* Exercise
What is needed is the number of lines below that contain the word "left", with no other output.

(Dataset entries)

★ ★ ★ ★

#[cfg(test)]
mod tests {
    use super::*;
    use crate::geometry::triangles_intersect;
    use glam::{Quat, Vec3};
    use std::collections::HashSet;

    /// Deterministic scatter of small triangles.
    fn soup(count: usize, seed: u32) -> MeshGeometry {
        let mut state = seed;
        let mut next = || {
            state = state.wrapping_mul(1_664_525).wrapping_add(1_013_904_223);
            (state >> 8) as f32 / (1u32 << 24) as f32
        };
        let mut positions = Vec::new();
        for _ in 0..count {
            let base = Vec3::new(next() * 4.0 - 2.0, next() * 4.0 - 2.0, next() * 4.0 - 2.0);
            for _ in 0..3 {
                positions.push(base + Vec3::new(next(), next(), next()) * 0.8);
            }
        }
        let indices = (0..count as u32).map(|t| [3 * t, 3 * t + 1, 3 * t + 2]).collect();
        MeshGeometry::new(positions, indices).unwrap()
    }

    fn check_bounds(bvh: &Bvh, geometry: &MeshGeometry, node: u32) -> Aabb {
        let n = &bvh.nodes[node as usize];
        let expected = match n.kind {
            BvhNodeKind::Leaf { .. } => bvh
                .leaf_triangles(n)
                .iter()
                .fold(Aabb::EMPTY, |acc, &t| acc.merge(&geometry.triangle(t as usize).aabb())),
            BvhNodeKind::Interior { left, right } => {
                check_bounds(bvh, geometry, left).merge(&check_bounds(bvh, geometry, right))
            }
        };
        assert_eq!(n.aabb, expected);
        n.aabb
    }

    #[test]
    fn test_build_bounds_are_tight() {
        let geometry = soup(200, 7);
        let bvh = Bvh::build(&geometry, BvhStopCriteria::MaxTrianglesPerLeaf(4));
        check_bounds(&bvh, &geometry, 0);

        let mut seen: Vec<u32> = bvh.leaf_boxes().flat_map(|(_, t)| t.to_vec()).collect();
        seen.sort_unstable();
        assert_eq!(seen, (0..200).collect::<Vec<u32>>());
        assert!(bvh.leaf_boxes().all(|(_, t)| t.len() <= 4));
    }

    #[test]
    fn test_build_is_deterministic() {
        let geometry = soup(150, 3);
        let a = Bvh::build(&geometry, BvhStopCriteria::default());
        let b = Bvh::build(&geometry, BvhStopCriteria::default());
        assert_eq!(a, b);
    }

    #[test]
    fn test_max_depth_stop() {
        let geometry = soup(300, 11);
        let bvh = Bvh::build(&geometry, BvhStopCriteria::MaxDepth(3));
        assert_eq!(bvh.depth(), 3);
        assert_eq!(bvh.node_count(), 15);
    }

    #[test]
    fn test_empty_mesh_yields_nothing() {
        let empty = MeshGeometry::new(Vec::new(), Vec::new()).unwrap();
        let bvh = Bvh::build(&empty, BvhStopCriteria::default());
        assert_eq!(bvh.node_count(), 1);
        assert_eq!(bvh.depth(), 0);
        assert_eq!(bvh.leaf_boxes().count(), 0);

        let cube = Bvh::build(&MeshGeometry::unit_cube(), BvhStopCriteria::default());
        let pairs: Vec<_> = bvh
            .triangle_pairs(Mat4::IDENTITY, &cube, Mat4::IDENTITY, 1e-6)
            .collect();
        assert!(pairs.is_empty());
    }

    /// Every triangle pair that truly intersects must survive the descent.
    fn assert_covers_true_hits(geometry: &MeshGeometry, bvh: &Bvh, ma: Mat4, mb: Mat4) {
        let candidates: HashSet<(u32, u32)> = bvh.triangle_pairs(ma, bvh, mb, 1e-6).collect();
        let mut hits = 0;
        for (i, ta) in geometry.triangles().enumerate() {
            for (j, tb) in geometry.triangles().enumerate() {
                if triangles_intersect(&ta.transformed(&ma), &tb.transformed(&mb), 1e-5) {
                    hits += 1;
                    assert!(
                        candidates.contains(&(i as u32, j as u32)),
                        "pair ({i}, {j}) intersects but was pruned"
                    );
                }
            }
        }
        assert!(hits > 0);
    }

    #[test]
    fn test_coincident_meshes_keep_every_hit() {
        let geometry = MeshGeometry::unit_cube();
        let bvh = Bvh::build(&geometry, BvhStopCriteria::MaxTrianglesPerLeaf(2));
        let model = Mat4::from_rotation_translation(Quat::from_rotation_y(0.3), Vec3::ONE);
        assert_covers_true_hits(&geometry, &bvh, model, model);

        let pairs: HashSet<(u32, u32)> = bvh.triangle_pairs(model, &bvh, model, 1e-6).collect();
        for t in 0..12 {
            assert!(pairs.contains(&(t, t)));
        }
    }

    #[test]
    fn test_face_touching_meshes_keep_every_hit() {
        let geometry = MeshGeometry::unit_cube();
        let bvh = Bvh::build(&geometry, BvhStopCriteria::MaxTrianglesPerLeaf(2));
        let rot = Quat::from_rotation_y(0.3);
        let ma = Mat4::from_rotation_translation(rot, Vec3::ONE);
        let mb = Mat4::from_rotation_translation(rot, Vec3::ONE + rot * Vec3::X);
        assert_covers_true_hits(&geometry, &bvh, ma, mb);

        let axis_aligned = Mat4::from_translation(Vec3::new(1.0, 0.0, 0.0));
        assert_covers_true_hits(&geometry, &bvh, Mat4::IDENTITY, axis_aligned);
    }

    #[test]
    fn test_single_leaf_trees_emit_cross_product() {
        let geometry = MeshGeometry::unit_cube();
        let bvh = Bvh::build(&geometry, BvhStopCriteria::MaxTrianglesPerLeaf(64));
        let pairs: Vec<_> = bvh
            .triangle_pairs(Mat4::IDENTITY, &bvh, Mat4::IDENTITY, 1e-6)
            .collect();
        assert_eq!(pairs.len(), 144);
    }

    #[test]
    fn test_descent_is_conservative() {
        let ga = soup(80, 21);
        let gb = soup(80, 42);
        let bvh_a = Bvh::build(&ga, BvhStopCriteria::MaxTrianglesPerLeaf(3));
        let bvh_b = Bvh::build(&gb, BvhStopCriteria::MaxTrianglesPerLeaf(5));

        let transforms = [
            (Mat4::IDENTITY, Mat4::from_translation(Vec3::new(0.7, 0.0, 0.0))),
            (
                Mat4::from_rotation_z(0.8),
                Mat4::from_scale_rotation_translation(
                    Vec3::new(1.5, 0.5, 1.0),
                    Quat::from_rotation_x(1.2),
                    Vec3::new(0.0, 1.0, -0.5),
                ),
            ),
        ];

        for (ma, mb) in transforms {
            let candidates: HashSet<(u32, u32)> =
                bvh_a.triangle_pairs(ma, &bvh_b, mb, 1e-6).collect();
            for (i, ta) in ga.triangles().enumerate() {
                for (j, tb) in gb.triangles().enumerate() {
                    if triangles_intersect(&ta.transformed(&ma), &tb.transformed(&mb), 1e-5) {
                        assert!(candidates.contains(&(i as u32, j as u32)));
                    }
                }
            }
            assert!(candidates.len() < 80 * 80);
        }
    }

    #[test]
    fn test_separated_meshes_prune_at_root() {
        let geometry = MeshGeometry::unit_cube();
        let bvh = Bvh::build(&geometry, BvhStopCriteria::MaxTrianglesPerLeaf(2));
        let mut iter = bvh.leaf_pairs(
            Mat4::IDENTITY,
            &bvh,
            Mat4::from_translation(Vec3::new(5.0, 0.0, 0.0)),
            1e-6,
        );
        assert!(iter.next().is_none());
        assert_eq!(iter.sat_tests(), 1);
    }
}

★ ★ ★ ★

* Task solution
2